Para
Remco Evenepoel, a transferência da
Soudal - Quick-Step para a Red Bull - BORA - Hansgrohe é uma oportunidade para recomeçar num novo ambiente. E o belga arrancou em grande, com três vitórias nas três primeiras corridas com o novo jersey. Mas o grosso da sua temporada não passará pelos troféus de Maiorca, e sim pelos duelos com Tadej Pogacar na Volta a França e nos Monumentos. Até agora, excluindo contrarrelógios, Evenepoel atravessa uma série negra, mas há esperança de que, rodeado por uma equipa ainda mais forte do que a Quick-Step, as peças finalmente encaixem para o campeão olímpico.
“
Na sua crónica, Patrick Lefevere diz que, se fosse selecionador belga nos Mundiais de Estrada de 2025 quando Tadej Pogacar atacou, teria ido falar com todas as outras equipas logo a seguir ao ataque e proposto exatamente a mesma estratégia que sugeri”, abre
Chris Horner na sua
análise no YouTube, “organizar uma perseguição atrás e manter Pogacar curto na corda durante os próximos 25 a 40 quilómetros, esvaziando-lhe a energia”.
Horner aprecia claramente esta abordagem, mas aponta de imediato uma falha enorme no ideal de Lefevere: “Se o terias feito, por que precisaste de seis, sete anos para ensinar o Remco a correr contra um ciclista como o Tadej Pogacar?”
Pogacar sagrou-se bicampeão mundial de estrada em 2025
Horner volta a carregar na ferida: “O Remco está longe de ser bem ‘trabalhado’. Está muito em forma. Tem pernas de profissional. São incríveis. Já vos disse muitas vezes que, depois do Tadej Pogacar, eu assinaria com o
Remco Evenepoel. Mas no momento em que o contratasse, teria uma conversa com ele e diria: ‘Olha, posso afinar um pouco a tua tática? Posso ensinar-te a deixar o Tadej Pogacar ir embora a 100 km da meta?’”
Lefevere falhou na sua missão?
Mas porque razão Evenepoel (tal como os restantes) tem dificuldades em decifrar o enigma que é bater Tadej Pogacar? Horner está convicto de que a responsabilidade recai (quase) exclusivamente na direção da
Soudal - Quick-Step, em particular em
Patrick Lefevere. E que a saída foi a única forma de dar um passo em frente após anos a rodar em círculo.

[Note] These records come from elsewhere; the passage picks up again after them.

//! # Runtime events emitted by the registry, sessions, watchers and supervisor.
//!
//! The [`EventKind`] enum classifies event types across five categories:
//! - **Attachment events**: attach attempts, sessions attached/initialised/detached
//! - **Script events**: scripts created/loaded, script log lines and messages
//! - **Patch events**: patches created/applied/cleared, rollbacks
//! - **Supervision events**: task lifecycle, watcher state, shutdown
//! - **Subscriber events**: overflow and panics inside subscribers
//!
//! The [`Event`] struct carries optional metadata: target, script, pid, log level,
//! reason, backoff delay, attempt and task name.
//!
//! ## Ordering guarantees
//! Each event has a globally unique sequence number (`seq`) that increases monotonically.
//! Use `seq` to restore the exact order when events are delivered out of order.
//!
//! ## Example
//! ```rust
//! use std::time::Duration;
//! use patchvisor::{Event, EventKind};
//!
//! let ev = Event::new(EventKind::BackoffScheduled)
//!     .with_target("proc.exe")
//!     .with_reason("process not found")
//!     .with_attempt(3)
//!     .with_delay(Duration::from_secs(15));
//!
//! assert_eq!(ev.kind, EventKind::BackoffScheduled);
//! assert_eq!(ev.target.as_deref(), Some("proc.exe"));
//! assert_eq!(ev.delay_ms, Some(15_000));
//! ```

use std::sync::Arc;
use std::sync::atomic::{AtomicU64, Ordering as AtomicOrdering};
use std::time::{Duration, SystemTime};

use crate::backend::LogLevel;
use crate::core::WatchState;

/// Global sequence counter for event ordering.
static EVENT_SEQ: AtomicU64 = AtomicU64::new(0);

/// Classification of runtime events.
#[derive(Debug, Clone, Copy, PartialEq, Eq)]
pub enum EventKind {
    // === Subscriber events ===
    /// Subscriber panicked during event processing.
    ///
    /// Sets: `task` (subscriber name), `reason` (panic message).
    SubscriberPanicked,

    /// Subscriber dropped an event (queue full or worker closed).
    ///
    /// Sets: `task` (subscriber name), `reason` (`"full"` / `"closed"`).
    SubscriberOverflow,

    // === Shutdown events ===
    /// Shutdown requested (OS signal or explicit cancel).
    ShutdownRequested,

    /// All tasks stopped within the configured grace period.
    AllStoppedWithin,

    /// Grace period exceeded; some tasks did not stop in time.
    GraceExceeded,

    // === Task lifecycle events ===
    /// Supervised task started.
    ///
    /// Sets: `task`.
    TaskStarting,

    /// Supervised task finished (successfully or after cancellation).
    ///
    /// Sets: `task`, optional `reason` (`"canceled"`).
    TaskStopped,

    /// Supervised task returned an error.
    ///
    /// Sets: `task`, `reason`.
    TaskFailed,

    // === Attachment events ===
    /// An attach attempt is starting.
    ///
    /// Sets: `target`.
    AttachStarting,

    /// An attach attempt failed.
    ///
    /// Sets: `target`, `reason`.
    AttachFailed,

    /// Attach succeeded and the session is registered.
    ///
    /// Sets: `target`, `pid`.
    SessionAttached,

    /// Session finished init (utility loaded, facts queried).
    ///
    /// Sets: `target`, `pid`, `reason` (facts summary).
    SessionInitialized,

    /// Session detached and was removed from the registry.
    ///
    /// Sets: `target`, `pid`, `reason` (detach reason).
    SessionDetached,

    /// A watcher scheduled the next attach attempt.
    ///
    /// Sets: `target`, `delay_ms`, `attempt`, `reason` (last failure).
    BackoffScheduled,

    // === Script events ===
    /// Script created inside a session.
    ///
    /// Sets: `target`, `script`.
    ScriptCreated,

    /// Script loaded.
    ///
    /// Sets: `target`, `script`.
    ScriptLoaded,

    /// Script unloaded (rollback or explicit).
    ///
    /// Sets: `target`, `script`.
    ScriptUnloaded,

    /// Log line emitted by an injected script.
    ///
    /// Sets: `target`, `script`, `level`, `reason` (the text).
    ScriptLog,

    /// Message sent by an injected script.
    ///
    /// Sets: `target`, `script`, `reason` (payload text).
    ScriptMessage,

    // === Patch events ===
    /// Patch script created and loaded, filed under its logical name.
    ///
    /// Sets: `target`, `script` (logical patch name), `reason` (patch kind).
    PatchCreated,

    /// Patch applied.
    ///
    /// Sets: `target`, `script` (logical patch name).
    PatchApplied,

    /// Patch cleared.
    ///
    /// Sets: `target`, `script` (logical patch name).
    PatchCleared,

    /// A session operation failed and was surfaced to the caller.
    ///
    /// Sets: `target`, optional `script`, `reason`.
    OperationFailed,

    /// An informational read failed and a default was returned instead.
    ///
    /// Sets: `target`, `script`, `reason`.
    TelemetryDegraded,

    // === Watcher events ===
    /// Watcher moved to a new state.
    ///
    /// Sets: `target`, `task`, `state`.
    WatchStateChanged,

    /// Watcher is clearing applied patches before stopping.
    ///
    /// Sets: `target`, `task`.
    CleanupStarted,
}

/// Runtime event with optional metadata.
///
/// - `seq`: monotonic global sequence for ordering
/// - `at`: wall-clock timestamp (for logs)
/// - other optional fields are set depending on the [`EventKind`]
#[derive(Clone, Debug)]
pub struct Event {
    /// Globally unique, monotonically increasing sequence number.
    pub seq: u64,
    /// Wall-clock timestamp.
    pub at: SystemTime,
    /// Event classification.
    pub kind: EventKind,

    /// Target identifier, if applicable.
    pub target: Option<Arc<str>>,
    /// Script or logical patch name, if applicable.
    pub script: Option<Arc<str>>,
    /// Target process id, if known.
    pub pid: Option<u32>,
    /// Script log level (only for `ScriptLog`).
    pub level: Option<LogLevel>,
    /// Human-readable reason (errors, log text, overflow details...).
    pub reason: Option<Arc<str>>,
    /// Backoff delay before next attempt in milliseconds (compact).
    pub delay_ms: Option<u32>,
    /// Attempt count (starting from 1).
    pub attempt: Option<u32>,
    /// Name of the supervised task or subscriber, if applicable.
    pub task: Option<Arc<str>>,
    /// New watcher state (only for `WatchStateChanged`).
    pub state: Option<WatchState>,
}

impl Event {
    /// Creates a new event of the given kind with current timestamp and next sequence number.
    pub fn new(kind: EventKind) -> Self {
        Self {
            seq: EVENT_SEQ.fetch_add(1, AtomicOrdering::Relaxed),
            at: SystemTime::now(),
            kind,
            target: None,
            script: None,
            pid: None,
            level: None,
            reason: None,
            delay_ms: None,
            attempt: None,
            task: None,
            state: None,
        }
    }

    #[inline]
    pub fn with_target(mut self, target: impl Into<Arc<str>>) -> Self {
        self.target = Some(target.into());
        self
    }

    #[inline]
    pub fn with_script(mut self, script: impl Into<Arc<str>>) -> Self {
        self.script = Some(script.into());
        self
    }

    #[inline]
    pub fn with_pid(mut self, pid: u32) -> Self {
        self.pid = Some(pid);
        self
    }

    #[inline]
    pub fn with_level(mut self, level: LogLevel) -> Self {
        self.level = Some(level);
        self
    }

    /// Attaches a human-readable reason.
    #[inline]
    pub fn with_reason(mut self, reason: impl Into<Arc<str>>) -> Self {
        self.reason = Some(reason.into());
        self
    }

    /// Attaches a backoff delay (stored as milliseconds).
    #[inline]
    pub fn with_delay(mut self, d: Duration) -> Self {
        let ms = d.as_millis().min(u128::from(u32::MAX)) as u32;
        self.delay_ms = Some(ms);
        self
    }

    /// Attaches an attempt count.
    #[inline]
    pub fn with_attempt(mut self, n: u32) -> Self {
        self.attempt = Some(n);
        self
    }

    /// Attaches a task (or subscriber) name.
    #[inline]
    pub fn with_task(mut self, task: impl Into<Arc<str>>) -> Self {
        self.task = Some(task.into());
        self
    }

    #[inline]
    pub fn with_state(mut self, state: WatchState) -> Self {
        self.state = Some(state);
        self
    }

    /// Creates a subscriber overflow event.
    #[inline]
    pub fn subscriber_overflow(subscriber: &'static str, reason: &'static str) -> Self {
        Event::new(EventKind::SubscriberOverflow)
            .with_task(subscriber)
            .with_reason(format!("subscriber={subscriber} reason={reason}"))
    }

    /// Creates a subscriber panic event.
    #[inline]
    pub fn subscriber_panicked(subscriber: &'static str, info: String) -> Self {
        Event::new(EventKind::SubscriberPanicked)
            .with_task(subscriber)
            .with_reason(info)
    }

    #[inline]
    pub fn is_subscriber_overflow(&self) -> bool {
        matches!(self.kind, EventKind::SubscriberOverflow)
    }
}
//! # Task abstractions.
//!
//! - [`Task`] - trait for async cancelable tasks run by the supervisor
//! - [`TaskFn`] - function-based task implementation
//! - [`TaskRef`] - shared reference to a task (`Arc<dyn Task>`)

mod task;
mod task_fn;

pub use task::Task;
pub use task_fn::{TaskFn, TaskRef};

“Perguntam-se por que motivo o menino-prodígio da Bélgica quer deixar a
Soudal - Quick-Step,
Patrick Lefevere? É porque vocês não fizeram o suficiente para o ajudar a tornar-se um ciclista melhor e ganhar corridas maiores”.
“Porque é que ele iria querer sair de uma equipa onde era o líder único para ir para a Red Bull - BORA - hansgrohe, quando aqui também era o líder único?”, cita Horner a pergunta retórica de Lefevere. “Bem, é porque vocês não fizeram nada para o preparar devidamente! O Remco tem 26 anos e vocês ainda não lhe ensinaram, em termos táticos, como correr de bicicleta”.
“Claro que estava na hora de sair da equipa e ir para uma formação mais forte”, conclui Horner, satisfeito com a escolha de Evenepoel de se juntar à equipa de Ralph Denk, ainda que com reservas. “Taticamente, não tenho a certeza de que consigam ensinar alguma coisa ao Remco, mas pelo menos terá uma equipa mais forte à sua volta, com mais colegas presentes nas fases decisivas da corrida do que tinha na Quick-Step”.